Indispensable au développement, à la croissance, au commerce, il est la matière première la plus convoitée du monde. Sans pétrole, pas d’énergie. Sans énergie, pas de commerce, ni d’économie. Entre 1945 et 1995, il y aurait eu cent trente conflits majeurs et 40 millions de morts dus directement ou indirectement au pétrole et autres matières premières. Nul besoin d’être marxiste pour comprendre que l’histoire du pétrole est celle de l’asservissement de la politique à l’économie.(2)
«1989 est une année tectonique : la chute du mur de Berlin, suivie, deux ans plus tard, par la disparition de l’Union soviétique, marque la véritable fracture historique de ces trois dernières décennies. La guerre idéologique prend fin à l’avantage du néolibéralisme un cadre unique, celui de l’économie de marché. Même l’immense Chine, qui préserve son système politique communiste, accepte les règles du libre-échange. Mais ce ne sera pas la fin de l’histoire, comme le martelait à l’époque Francis Fukuyama : la lutte se déplace du territoire au marché et les multinationales défient les États. «Dans cette nouvelle mondialisation, l’économie devient le vecteur le plus actif de la puissance : la guerre économique est préférable à la guerre militaire. […] Washington déclare que sa priorité absolue est la défense de ses intérêts économiques. Plus rien ne s’oppose à l’Empire américain. Les nations et les peuples, dans leur écrasante majorité, continuent de développer des stratégies de dominance technologique, de développement industriel et de conquête commerciale.» Il est utile de montrer que la guerre économique n’est plus l’apanage du Nord : le Brésil, l’Inde, l’Afrique du Sud s’intéressent également au concept d’intelligence économique.(2)

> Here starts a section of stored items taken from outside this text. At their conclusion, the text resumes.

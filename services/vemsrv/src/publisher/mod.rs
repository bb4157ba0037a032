//! Reading publishers
//!
//! Readings with a topic are forwarded as `topic -> payload` pairs. Delivery is
//! fire-and-forget: a failed publish is logged and counted, never retried.

pub mod memory;
pub mod mqtt;

use async_trait::async_trait;
use tracing::{debug, info, warn};
use voltage_ebus::Reading;

use crate::error::Result;

pub use memory::MemoryPublisher;
pub use mqtt::MqttPublisher;

/// Publish sink
#[async_trait]
pub trait PublishReadings: Send + Sync {
    /// Hand one value to the sink without waiting for delivery
    async fn publish(&self, topic: &str, payload: String) -> Result<()>;

    /// Sink name for logs
    fn name(&self) -> &str;
}

#[async_trait]
impl<P: PublishReadings + ?Sized> PublishReadings for Box<P> {
    async fn publish(&self, topic: &str, payload: String) -> Result<()> {
        (**self).publish(topic, payload).await
    }

    fn name(&self) -> &str {
        (**self).name()
    }
}

/// Outcome of forwarding one frame's readings
#[derive(Debug, Clone, Copy, Default, PartialEq, Eq)]
pub struct PublishSummary {
    pub published: u64,
    pub failed: u64,
    /// Readings without a topic
    pub skipped: u64,
}

/// Forward every reading that has a topic
pub async fn publish_readings<P>(publisher: &P, readings: &[Reading]) -> PublishSummary
where
    P: PublishReadings + ?Sized,
{
    let mut summary = PublishSummary::default();

    for reading in readings {
        let Some(topic) = reading.topic() else {
            debug!(
                metric = %reading.metric,
                value = %reading.value,
                "Reading not published"
            );
            summary.skipped += 1;
            continue;
        };

        match publisher.publish(topic, reading.value.to_payload()).await {
            Ok(()) => summary.published += 1,
            Err(e) => {
                warn!(topic, sink = publisher.name(), "Publish failed: {}", e);
                summary.failed += 1;
            },
        }
    }

    summary
}

/// Dry-run sink, logs every value
#[derive(Debug, Default, Clone, Copy)]
pub struct LogPublisher;

#[async_trait]
impl PublishReadings for LogPublisher {
    async fn publish(&self, topic: &str, payload: String) -> Result<()> {
        info!("{} = {}", topic, payload);
        Ok(())
    }

    fn name(&self) -> &str {
        "log"
    }
}

#[cfg(test)]
#[allow(clippy::disallowed_methods)] // Test code - unwrap is acceptable
mod tests {
    use super::*;
    use tracing_test::traced_test;
    use voltage_ebus::{Command, Metric};

    fn readings() -> Vec<Reading> {
        let cmd = Command::new(0xB5, 0x11);
        vec![
            Reading::number(Metric::WaterTargetTemp, 60.0, cmd),
            Reading::number(Metric::HeatingSetpoint, 20.0, cmd),
            Reading::flag(Metric::HeatingEnabled, true, cmd),
        ]
    }

    #[tokio::test]
    async fn test_only_topics_are_published() {
        let publisher = MemoryPublisher::new();
        let summary = publish_readings(&publisher, &readings()).await;

        assert_eq!(
            summary,
            PublishSummary {
                published: 2,
                failed: 0,
                skipped: 1
            }
        );
        assert_eq!(
            publisher.messages(),
            vec![
                ("vem/water/target_temp".to_string(), "60.0".to_string()),
                ("vem/heating/enabled".to_string(), "true".to_string()),
            ]
        );
    }

    #[tokio::test]
    async fn test_failures_are_counted() {
        let publisher = MemoryPublisher::failing();
        let summary = publish_readings(&publisher, &readings()).await;
        assert_eq!(summary.published, 0);
        assert_eq!(summary.failed, 2);
    }

    #[tokio::test]
    #[traced_test]
    async fn test_log_publisher() {
        let summary = publish_readings(&LogPublisher, &readings()).await;
        assert_eq!(summary.published, 2);
        assert!(logs_contain("vem/water/target_temp = 60.0"));
    }
}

Brzeziński, conseiller à la sécurité nationale du Président Carter, énonce clairement l’enjeu que représente l’Europe pour les États-Unis dans sa quête de domination mondiale : « L’Europe deviendrait, à terme, un des piliers vitaux d’une grande structure de sécurité et de coopération, placée sous l’égide américaine et s’étendant sur toute l’Eurasie. Pour l’Amérique, les enjeux géostratégiques sur le continent Eurasien sont énormes […] L’Eurasie reste l’échiquier sur lequel se déroule la lutte pour la primauté mondiale. » Les Américains ne voient pas dans les nations européennes des partenaires, mais des « vassaux » pour reprendre là encore les termes de Brzeziński. Elle va les traiter comme tels, de la fin de la Seconde Guerre mondiale à nos jours. Elle déterminera leur périmètre de liberté et de mouvement dans une guerre sans nuance.(3)

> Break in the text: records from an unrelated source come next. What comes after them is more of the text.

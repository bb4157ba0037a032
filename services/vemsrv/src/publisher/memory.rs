//! In-memory publisher for tests and replay tooling

use std::sync::{Arc, Mutex};

use async_trait::async_trait;

use super::PublishReadings;
use crate::error::{Result, VemSrvError};

/// Records every publication in order
#[derive(Debug, Clone, Default)]
pub struct MemoryPublisher {
    messages: Arc<Mutex<Vec<(String, String)>>>,
    fail: bool,
}

impl MemoryPublisher {
    pub fn new() -> Self {
        Self::default()
    }

    /// Rejects every publication
    pub fn failing() -> Self {
        Self {
            messages: Arc::default(),
            fail: true,
        }
    }

    /// Snapshot of `(topic, payload)` pairs
    pub fn messages(&self) -> Vec<(String, String)> {
        match self.messages.lock() {
            Ok(messages) => messages.clone(),
            Err(poisoned) => poisoned.into_inner().clone(),
        }
    }

    /// Last payload published on `topic`
    pub fn last(&self, topic: &str) -> Option<String> {
        self.messages()
            .into_iter()
            .rev()
            .find(|(t, _)| t == topic)
            .map(|(_, payload)| payload)
    }
}

#[async_trait]
impl PublishReadings for MemoryPublisher {
    async fn publish(&self, topic: &str, payload: String) -> Result<()> {
        if self.fail {
            return Err(VemSrvError::publish(format!("{topic}: sink unavailable")));
        }
        match self.messages.lock() {
            Ok(mut messages) => messages.push((topic.to_string(), payload)),
            Err(poisoned) => poisoned.into_inner().push((topic.to_string(), payload)),
        }
        Ok(())
    }

    fn name(&self) -> &str {
        "memory"
    }
}
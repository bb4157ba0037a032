//! Graceful shutdown

use tokio_util::sync::CancellationToken;
use tracing::{info, warn};

/// Wait for a shutdown signal (Ctrl+C, or SIGTERM on Unix)
pub async fn wait_for_shutdown() {
    #[cfg(unix)]
    {
        use tokio::signal::unix::{signal, SignalKind};

        let term_signal = match signal(SignalKind::terminate()) {
            Ok(sig) => Some(sig),
            Err(e) => {
                warn!(
                    "Failed to install SIGTERM handler: {}. Service will only respond to Ctrl+C",
                    e
                );
                None
            },
        };

        tokio::select! {
            _ = tokio::signal::ctrl_c() => {},
            _ = async {
                if let Some(mut sig) = term_signal {
                    sig.recv().await;
                } else {
                    std::future::pending::<()>().await
                }
            } => {},
        }
    }
    #[cfg(not(unix))]
    {
        let _ = tokio::signal::ctrl_c().await;
    }
}

/// Cancel `token` once a shutdown signal arrives
pub fn spawn_signal_handler(token: CancellationToken) -> tokio::task::JoinHandle<()> {
    tokio::spawn(async move {
        tokio::select! {
            _ = wait_for_shutdown() => {
                info!("Shutdown signal received");
                token.cancel();
            },
            _ = token.cancelled() => {},
        }
    })
}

C’est François Mitterrand qui, au crépuscule de sa vie, avait ce cri d’exaspération concernant la position de vassale vis-à-vis de l’Empire : «La France ne le sait pas, mais nous sommes en guerre avec l’Amérique. Oui, une guerre permanente, une guerre vitale, une guerre économique, une guerre sans mort apparemment. Oui, ils sont très durs, les Américains, ils sont voraces, ils veulent un pouvoir sans partage sur le monde. C’est une guerre inconnue, une guerre permanente, sans mort, et pourtant une guerre à mort.»
Quels sont les perdants et les gagnants du chaudron ukrainien ?

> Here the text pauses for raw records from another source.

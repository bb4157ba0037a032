//! Command interpretation
//!
//! Maps `(class, sub-command)` to a decoding rule. Only the vendor extension
//! class `0xB5` is decoded:
//!
//! ```text
//! sub  name                 master len       slave len
//! 04   get data block       1                by selector (0:10 1:9 2:7 9:10 0d:5)
//! 05   set operation mode   any              -
//! 10   room -> burner       9                -
//! 11   burner -> room       1                by selector (1:9 2:5)
//! 12   pump commands        2                -
//! 16   broadcast service    by selector (0:8 1:3)
//! ```
//!
//! Temperatures are "raw / 2" for single bytes and "little-endian u16 / 256"
//! for the outside temperature fields.

use chrono::NaiveDate;
use tracing::debug;

use crate::constants::{
    CLASS_VENDOR, VENDOR_BROADCAST_SERVICE, VENDOR_BURNER_TO_ROOM, VENDOR_GET_DATA_BLOCK,
    VENDOR_PUMP_COMMANDS, VENDOR_ROOM_TO_BURNER, VENDOR_SET_OPERATION_MODE,
};
use crate::error::DecodeError;
use crate::frame::hex_dump;
use crate::message::Message;
use crate::reading::{Metric, Reading, ReadingValue};

/// Decode function of a single rule
pub type DecodeFn = fn(&Message) -> Result<Vec<Reading>, DecodeError>;

/// Expected master data length of a command
#[derive(Debug, Clone, Copy, PartialEq, Eq)]
pub enum MasterLength {
    /// Not checked
    Any,
    Fixed(usize),
    /// Keyed by the selector byte (first master data byte)
    BySelector(&'static [(u8, usize)]),
}

/// One entry of the dispatch table
#[derive(Debug, Clone, Copy)]
pub struct CommandRule {
    pub class: u8,
    pub subcommand: u8,
    pub name: &'static str,
    pub master_len: MasterLength,
    pub decode: DecodeFn,
}

const DATA_BLOCK_SLAVE_LEN: &[(u8, usize)] =
    &[(0x00, 10), (0x01, 9), (0x02, 7), (0x09, 10), (0x0d, 5)];
const BURNER_TO_ROOM_SLAVE_LEN: &[(u8, usize)] = &[(0x01, 9), (0x02, 5)];
const BROADCAST_SERVICE_MASTER_LEN: &[(u8, usize)] = &[(0x00, 8), (0x01, 3)];

/// Vendor class 0xB5 commands
pub static VENDOR_RULES: &[CommandRule] = &[
    CommandRule {
        class: CLASS_VENDOR,
        subcommand: VENDOR_GET_DATA_BLOCK,
        name: "get_data_block",
        master_len: MasterLength::Fixed(1),
        decode: decode_get_data_block,
    },
    CommandRule {
        class: CLASS_VENDOR,
        subcommand: VENDOR_SET_OPERATION_MODE,
        name: "set_operation_mode",
        master_len: MasterLength::Any,
        decode: decode_set_operation_mode,
    },
    CommandRule {
        class: CLASS_VENDOR,
        subcommand: VENDOR_ROOM_TO_BURNER,
        name: "room_to_burner",
        master_len: MasterLength::Fixed(9),
        decode: decode_room_to_burner,
    },
    CommandRule {
        class: CLASS_VENDOR,
        subcommand: VENDOR_BURNER_TO_ROOM,
        name: "burner_to_room",
        master_len: MasterLength::Fixed(1),
        decode: decode_burner_to_room,
    },
    CommandRule {
        class: CLASS_VENDOR,
        subcommand: VENDOR_PUMP_COMMANDS,
        name: "pump_commands",
        master_len: MasterLength::Fixed(2),
        decode: decode_pump_commands,
    },
    CommandRule {
        class: CLASS_VENDOR,
        subcommand: VENDOR_BROADCAST_SERVICE,
        name: "broadcast_service",
        master_len: MasterLength::BySelector(BROADCAST_SERVICE_MASTER_LEN),
        decode: decode_broadcast_service,
    },
];

/// Table-driven command interpreter
///
/// Stateless; every call works only on the message it is given.
#[derive(Debug, Clone, Copy)]
pub struct Interpreter {
    rules: &'static [CommandRule],
}

impl Default for Interpreter {
    fn default() -> Self {
        Self::new(VENDOR_RULES)
    }
}

impl Interpreter {
    pub fn new(rules: &'static [CommandRule]) -> Self {
        Self { rules }
    }

    pub fn rules(&self) -> &'static [CommandRule] {
        self.rules
    }

    /// Find the rule for a message, checking class and sub-command
    pub fn lookup(&self, message: &Message) -> Result<&'static CommandRule, DecodeError> {
        let class = message.command.class();
        let subcommand = message.command.subcommand();

        if !self.rules.iter().any(|rule| rule.class == class) {
            return Err(DecodeError::UnknownClass { class });
        }

        self.rules
            .iter()
            .find(|rule| rule.class == class && rule.subcommand == subcommand)
            .ok_or(DecodeError::UnknownSubcommand {
                class,
                subcommand,
                selector: None,
            })
    }

    /// Turn a message into zero or more readings
    pub fn interpret(&self, message: &Message) -> Result<Vec<Reading>, DecodeError> {
        let rule = self.lookup(message)?;
        check_master_len(rule, message)?;

        let readings = (rule.decode)(message)?;
        debug!(
            command = %message.command,
            rule = rule.name,
            readings = readings.len(),
            "Command decoded"
        );
        Ok(readings)
    }
}

fn check_master_len(rule: &CommandRule, message: &Message) -> Result<(), DecodeError> {
    let actual = message.master_data.len();
    let expected = match rule.master_len {
        MasterLength::Any => return Ok(()),
        MasterLength::Fixed(n) => n,
        MasterLength::BySelector(table) => match message.selector() {
            Some(selector) => selector_len(table, message, selector)?,
            // No selector byte at all
            None => 1,
        },
    };

    if actual != expected {
        return Err(DecodeError::LengthMismatch {
            command: message.command.code(),
            field: "master data",
            expected,
            actual,
        });
    }
    Ok(())
}

fn selector_len(
    table: &[(u8, usize)],
    message: &Message,
    selector: u8,
) -> Result<usize, DecodeError> {
    table
        .iter()
        .find(|(key, _)| *key == selector)
        .map(|(_, len)| *len)
        .ok_or(DecodeError::UnknownSubcommand {
            class: message.command.class(),
            subcommand: message.command.subcommand(),
            selector: Some(selector),
        })
}

/// Slave data of a message, checked against a per-selector length table
fn slave_data<'a>(
    message: &'a Message,
    table: &[(u8, usize)],
) -> Result<(u8, &'a [u8]), DecodeError> {
    let command = message.command.code();
    let selector = message.selector().ok_or(DecodeError::LengthMismatch {
        command,
        field: "master data",
        expected: 1,
        actual: 0,
    })?;
    let expected = selector_len(table, message, selector)?;

    let slave = message
        .slave_data
        .as_deref()
        .ok_or(DecodeError::MissingSlaveData { command })?;

    if slave.len() != expected {
        return Err(DecodeError::LengthMismatch {
            command,
            field: "slave data",
            expected,
            actual: slave.len(),
        });
    }
    Ok((selector, slave))
}

// ============================================================================
// Value conversions
// ============================================================================

/// Single-byte temperature, half degree resolution
#[inline]
fn half_degrees(raw: u8) -> f64 {
    f64::from(raw) / 2.0
}

/// Little-endian 16-bit temperature, 1/256 degree resolution
#[inline]
fn le16_temp(lo: u8, hi: u8) -> f64 {
    f64::from(u16::from_le_bytes([lo, hi])) / 256.0
}

/// Packed BCD byte to its decimal value
fn bcd(byte: u8, field: &str) -> Result<u32, DecodeError> {
    let hi = byte >> 4;
    let lo = byte & 0x0F;
    if hi > 9 || lo > 9 {
        return Err(DecodeError::InvalidTimestamp(format!(
            "{field} is not BCD: 0x{byte:02X}"
        )));
    }
    Ok(u32::from(hi) * 10 + u32::from(lo))
}

// ============================================================================
// Decode functions
// ============================================================================

fn decode_get_data_block(message: &Message) -> Result<Vec<Reading>, DecodeError> {
    let (selector, slave) = slave_data(message, DATA_BLOCK_SLAVE_LEN)?;

    if selector != 0x00 {
        debug!(
            selector,
            slave = %hex_dump(slave),
            "Data block not decoded"
        );
        return Ok(Vec::new());
    }

    // Bytes 0..8 carry a burner-side clock that does not track real time
    debug!(clock = %hex_dump(&slave[..8]), "Burner clock");
    Ok(vec![Reading::number(
        Metric::OutsideTemp,
        le16_temp(slave[8], slave[9]),
        message.command,
    )])
}

fn decode_set_operation_mode(message: &Message) -> Result<Vec<Reading>, DecodeError> {
    debug!(data = %hex_dump(&message.master_data), "Set operation mode");
    Ok(Vec::new())
}

fn decode_room_to_burner(message: &Message) -> Result<Vec<Reading>, DecodeError> {
    let data = &message.master_data;
    let flags = data[6];
    Ok(vec![
        Reading::number(Metric::HeatingSetpoint, half_degrees(data[2]), message.command),
        Reading::number(Metric::WaterSetpoint, half_degrees(data[3]), message.command),
        Reading::flag(Metric::HeatingRequested, flags & 0x01 == 0, message.command),
        Reading::flag(Metric::WaterRequested, flags & 0x04 == 0, message.command),
    ])
}

fn decode_burner_to_room(message: &Message) -> Result<Vec<Reading>, DecodeError> {
    let (selector, slave) = slave_data(message, BURNER_TO_ROOM_SLAVE_LEN)?;
    let command = message.command;

    match selector {
        0x01 => {
            let flags = slave[6];
            Ok(vec![
                Reading::number(Metric::LeadWaterTemp, half_degrees(slave[0]), command),
                Reading::number(Metric::ReturnWaterTemp, half_degrees(slave[1]), command),
                Reading::number(Metric::OutsideTemp, le16_temp(slave[2], slave[3]), command),
                Reading::number(Metric::WaterTemp, half_degrees(slave[4]), command),
                Reading::number(Metric::StorageTemp, half_degrees(slave[5]), command),
                Reading::flag(Metric::HeatingEnabled, flags & 0x01 != 0, command),
                Reading::flag(Metric::WaterEnabled, flags & 0x02 != 0, command),
            ])
        },
        _ => Ok(vec![Reading::number(
            Metric::WaterTargetTemp,
            half_degrees(slave[4]),
            command,
        )]),
    }
}

fn decode_pump_commands(message: &Message) -> Result<Vec<Reading>, DecodeError> {
    debug!(data = %hex_dump(&message.master_data), "Pump command");
    Ok(Vec::new())
}

fn decode_broadcast_service(message: &Message) -> Result<Vec<Reading>, DecodeError> {
    let data = &message.master_data;
    match data[0] {
        0x00 => {
            let second = bcd(data[1], "second")?;
            let minute = bcd(data[2], "minute")?;
            let hour = bcd(data[3], "hour")?;
            let day = bcd(data[4], "day")?;
            let month = bcd(data[5], "month")?;
            let weekday = bcd(data[6], "weekday")?;
            let year = 2000 + bcd(data[7], "year")?;

            let timestamp = i32::try_from(year)
                .ok()
                .and_then(|year| NaiveDate::from_ymd_opt(year, month, day))
                .and_then(|date| date.and_hms_opt(hour, minute, second))
                .ok_or_else(|| {
                    DecodeError::InvalidTimestamp(format!(
                        "{day:02}.{month:02}.{year} {hour:02}:{minute:02}:{second:02}"
                    ))
                })?;

            debug!(weekday, "Broadcast date/time");
            Ok(vec![Reading {
                metric: Metric::Timestamp,
                value: ReadingValue::Timestamp(timestamp),
                command: message.command,
            }])
        },
        _ => Ok(vec![Reading::number(
            Metric::BroadcastOutsideTemp,
            le16_temp(data[1], data[2]),
            message.command,
        )]),
    }
}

Si l’on croit Foster Dulles, secrétaire d’Etat américain du temps de la guerre froide : «Le neutralisme est immoral.» C’est cette doctrine que l’Empire applique à ses vassaux européens les obligeant à détruire leur pays au profit d’une guerre qui ne profitera, en définitive, qu’aux Américains, comme l’a souligné le Président Poutine. Le terrain de lutte, l’Ukraine, en sortira démoli et il faudra des années pour qu’elle retrouve un minimum de vitalité. Avec une rare lucidité, Dominique de Villepin, ancien Premier ministre français dont le discours à la tribune des Nations Unies en s’opposant à l’aventure irakienne a été ovationné, intervenant à propos de l’Ukraine, met en garde contre l’esprit des croisades. Verbatim de ses déclarations : «Le concept d’Occident contre le reste du monde est dangereux. Il faut sortir de l’impérialisme de l’Occident qui casse le monde en deux. Nous voulons sortir de cette diabolisation du monde. Mon grand espoir est que l’Europe refuse le manichéisme et la tentation permanente du choc des civilisations. Nous n’avons pas toujours les mêmes intérêts que les Américains.»(4)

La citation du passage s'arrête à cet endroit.